Video Generation Latent Space Memory Estimation

Detection, Video & Advanced Vision DS practice problem on Onlearn.

Difficulty: medium.

Topics: Video Generation Latent Space Memory Estimation, KL-Divergence Regularization, VRAM Allocation Profiling, Latent Diffusion Bottleneck, Temporal Attention Sparsity, Autoencoder Compression Ratio, Generative Modeling, Information Theory, Computational Complexity, Computer Vision, Statistical Learning, Latent Space Manifold Learning, Diffusion Probabilistic Models, Memory Bottleneck Analysis, High-Dimensional Tensor Operations, Temporal Consistency Modeling.

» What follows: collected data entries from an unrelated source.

pub mod build;
pub mod load;
pub mod model;
pub mod rank;

pub use build::build_graph;
pub use load::{RawDataset, load_dataset, parse_dataset};
pub use model::{Confidence, Edge, Graph, Layer, Node, NodeKind, RelationType};
use std::sync::LazyLock;

use regex::Regex;

static FIRST_NUMBER: LazyLock<Regex> =
    LazyLock::new(|| Regex::new(r"-?\d+(?:\.\d+)?").expect("valid number pattern"));

/// FNV-1a over the seed's UTF-16 code units, reduced to `[0, 1)` in 1e-4 steps.
/// Stable across builds and platforms.
pub fn hash01(seed: &str) -> f32 {
    let mut hash: u32 = 2_166_136_261;
    for unit in seed.encode_utf16() {
        hash ^= u32::from(unit);
        hash = hash.wrapping_mul(16_777_619);
    }
    (hash % 10_000) as f32 / 10_000.0
}

/// Symmetric jitter in `[-span / 2, span / 2)` derived from `id` + `salt`.
pub fn stable_offset(id: &str, salt: &str, span: f32) -> f32 {
    let mut seed = String::with_capacity(id.len() + salt.len());
    seed.push_str(id);
    seed.push_str(salt);
    (hash01(&seed) - 0.5) * span
}

pub fn truncate_label(label: &str, max_chars: usize) -> String {
    let max_chars = max_chars.max(1);
    if label.chars().count() <= max_chars {
        return label.to_string();
    }

    let mut out = label.chars().take(max_chars - 1).collect::<String>();
    out.push('\u{2026}');
    out
}

pub fn prettify_key(key: &str) -> String {
    key.replace('_', " ")
}

/// First signed decimal number embedded in `text` ("12 weeks" -> 12.0).
pub fn first_number(text: &str) -> Option<f64> {
    FIRST_NUMBER
        .find(text)
        .and_then(|found| found.as_str().parse::<f64>().ok())
        .filter(|value| value.is_finite())
}

pub fn lerp(lo: f32, hi: f32, t: f32) -> f32 {
    lo + (hi - lo) * t
}

/// Spread position of item `index` of `count` along `[0, 1]`; singletons sit at the middle.
pub fn spread_fraction(index: usize, count: usize) -> f32 {
    if count <= 1 {
        0.5
    } else {
        index as f32 / (count - 1) as f32
    }
}
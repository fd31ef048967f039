use std::collections::{BTreeMap, BTreeSet};

use eframe::egui::{Rect, Vec2, pos2, vec2};
use serde::Serialize;
use tracing::debug;

use crate::classify::OTHER_DOMAIN;
use crate::config::{DomainCatalog, LayoutConfig};
use crate::disclosure::ExpansionState;

#[derive(Clone, Copy, Debug, PartialEq, Eq, Serialize)]
#[serde(tag = "region", rename_all = "snake_case")]
pub enum CellSlot {
    Grid { row: usize, column: usize },
    Overflow { index: usize },
}

impl CellSlot {
    pub fn is_overflow(self) -> bool {
        matches!(self, Self::Overflow { .. })
    }
}

#[derive(Clone, Debug, PartialEq)]
pub struct DomainCell {
    pub key: String,
    pub rect: Rect,
    pub expanded: bool,
    pub label: String,
    pub tint: String,
    pub slot: CellSlot,
}

pub type DomainCells = BTreeMap<String, DomainCell>;

/// Curated order first, then any other present domains by key. "other" never takes a grid slot.
pub fn ordered_domains<'a>(
    present: impl IntoIterator<Item = &'a str>,
    catalog: &DomainCatalog,
) -> Vec<String> {
    let present = present
        .into_iter()
        .filter(|key| *key != OTHER_DOMAIN)
        .collect::<BTreeSet<_>>();

    let mut ordered = catalog
        .order
        .iter()
        .filter(|key| present.contains(key.as_str()))
        .cloned()
        .collect::<Vec<_>>();
    for key in present {
        if !ordered.iter().any(|known| known == key) {
            ordered.push(key.to_owned());
        }
    }
    ordered
}

pub fn cell_size(canvas: Vec2, config: &LayoutConfig) -> Vec2 {
    let grid = &config.grid;
    let columns = grid.columns.max(1) as f32;
    let rows = grid.rows.max(1) as f32;
    let usable = canvas - grid.margin() * 2.0;
    vec2(
        ((usable.x - (columns - 1.0) * grid.gap().x) / columns).max(1.0),
        ((usable.y - (rows - 1.0) * grid.gap().y) / rows).max(1.0),
    )
}

#[derive(Clone, Copy, Debug, Default, PartialEq)]
pub struct CellDemand {
    pub count: usize,
    pub largest: Vec2,
}

impl CellDemand {
    pub fn add(&mut self, size: Vec2) {
        self.count += 1;
        self.largest = self.largest.max(size);
    }
}

pub fn wrap_pitch(pitch: f32, largest: Vec2) -> Vec2 {
    Vec2::splat(pitch.max(1.0)).max(largest)
}

pub fn overflow_columns(cell_width: f32, step: f32) -> usize {
    ((cell_width / step.max(1.0)).floor() as usize).max(1)
}

/// Lays out one cell per domain with visible nodes.
///
/// The first `columns * rows` ordered domains fill the grid row by row; partial rows after
/// the first are centered. Remaining domains, then "other", wrap into overflow cells below.
pub fn compute_cells(
    demand: &BTreeMap<String, CellDemand>,
    expansion: &ExpansionState,
    canvas: Vec2,
    config: &LayoutConfig,
) -> DomainCells {
    let grid = &config.grid;
    let columns = grid.columns.max(1);
    let margin = grid.margin();
    let gap = grid.gap();
    let size = cell_size(canvas, config);
    let usable_width = canvas.x - margin.x * 2.0;

    let present = demand
        .iter()
        .filter(|(_, demand)| demand.count > 0)
        .map(|(key, _)| key.as_str())
        .collect::<Vec<_>>();
    let ordered = ordered_domains(present.iter().copied(), &config.domains);
    let capacity = grid.capacity().min(ordered.len());

    let mut cells = DomainCells::new();
    let mut push = |key: &str, rect: Rect, slot: CellSlot| {
        cells.insert(
            key.to_owned(),
            DomainCell {
                key: key.to_owned(),
                rect,
                expanded: expansion.is_expanded(key),
                label: config.domains.label_for(key),
                tint: config.domains.tint_for(key),
                slot,
            },
        );
    };

    for (index, key) in ordered[..capacity].iter().enumerate() {
        let row = index / columns;
        let column = index % columns;
        let in_row = (capacity - row * columns).min(columns);
        let row_left = if row == 0 || in_row == columns {
            margin.x
        } else {
            let row_width = in_row as f32 * size.x + (in_row - 1) as f32 * gap.x;
            margin.x + (usable_width - row_width) / 2.0
        };
        let min = pos2(
            row_left + column as f32 * (size.x + gap.x),
            margin.y + row as f32 * (size.y + gap.y),
        );
        push(key, Rect::from_min_size(min, size), CellSlot::Grid { row, column });
    }

    let mut overflow = ordered[capacity..].to_vec();
    if !overflow.is_empty() {
        debug!(domains = ?overflow, "domains beyond grid capacity moved to overflow");
    }
    if present.contains(&OTHER_DOMAIN) {
        overflow.push(OTHER_DOMAIN.to_owned());
    }

    let pitch = grid.overflow_pitch.max(1.0);
    let mut top = margin.y + grid.rows.max(1) as f32 * (size.y + gap.y);
    for (band, chunk) in overflow.chunks(columns).enumerate() {
        let heights = chunk
            .iter()
            .map(|key| {
                let need = demand.get(key).copied().unwrap_or_default();
                let step = wrap_pitch(pitch, need.largest);
                let rows = need.count.div_ceil(overflow_columns(size.x, step.x)).max(1);
                rows as f32 * step.y + pitch
            })
            .collect::<Vec<_>>();
        let band_height = heights.iter().copied().fold(pitch, f32::max);

        for (column, (key, height)) in chunk.iter().zip(heights).enumerate() {
            let min = pos2(margin.x + column as f32 * (size.x + gap.x), top);
            push(
                key,
                Rect::from_min_size(min, vec2(size.x, height)),
                CellSlot::Overflow {
                    index: band * columns + column,
                },
            );
        }
        top += band_height + gap.y;
    }

    cells
}

pub fn overflow_region(cells: &DomainCells) -> Option<Rect> {
    cells
        .values()
        .filter(|cell| cell.slot.is_overflow())
        .map(|cell| cell.rect)
        .reduce(|a, b| a.union(b))
}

Modern video generation models (such as those based on Diffusion Transformers) encode raw video frames into a compressed latent space using a 3D Variational Autoencoder. The VAE compresses both spatial dimensions (height, width) and the temporal dimension (number of frames). Understanding the memory footprint of these latent representations is crucial for planning GPU resources during training and inference. Write a function estimate video latent memory that computes the latent tensor shape, total memory consumption, and the number of transformer tokens produced after optional spatial patchification. The function should accept the following parameters: num frames (int): Number of video frames height (int): Pixel height of each frame width (int): Pixel width of each frame latent channels (int): Number of channels in the latent space spatial compression (int): Factor by which height and width are downsampled temporal compression (int): Factor by which the frame count is downsampled batch size (int, default 1): Number of videos in the batch dtype (str, default "fp16"): Data type, one of "fp32", "fp16", "bf16", "fp8" patch size (int, default 1): Spatial patch size for converting latent features into transformer tokens The function should return a dictionary with the following keys: latent shape: A tuple (batch size, latent channels, latent t, latent h, latent w) num elements: Total number of elements in the latent tensor (int) memory bytes: Total memory in bytes (int) memory mb: Total memory in megabytes, rounded to 4 decimal places (float) tokens per video: Number of transformer tokens per single video after patchification (int) Use ceiling division when computing compressed and patchified dimensions to handle non divisible sizes.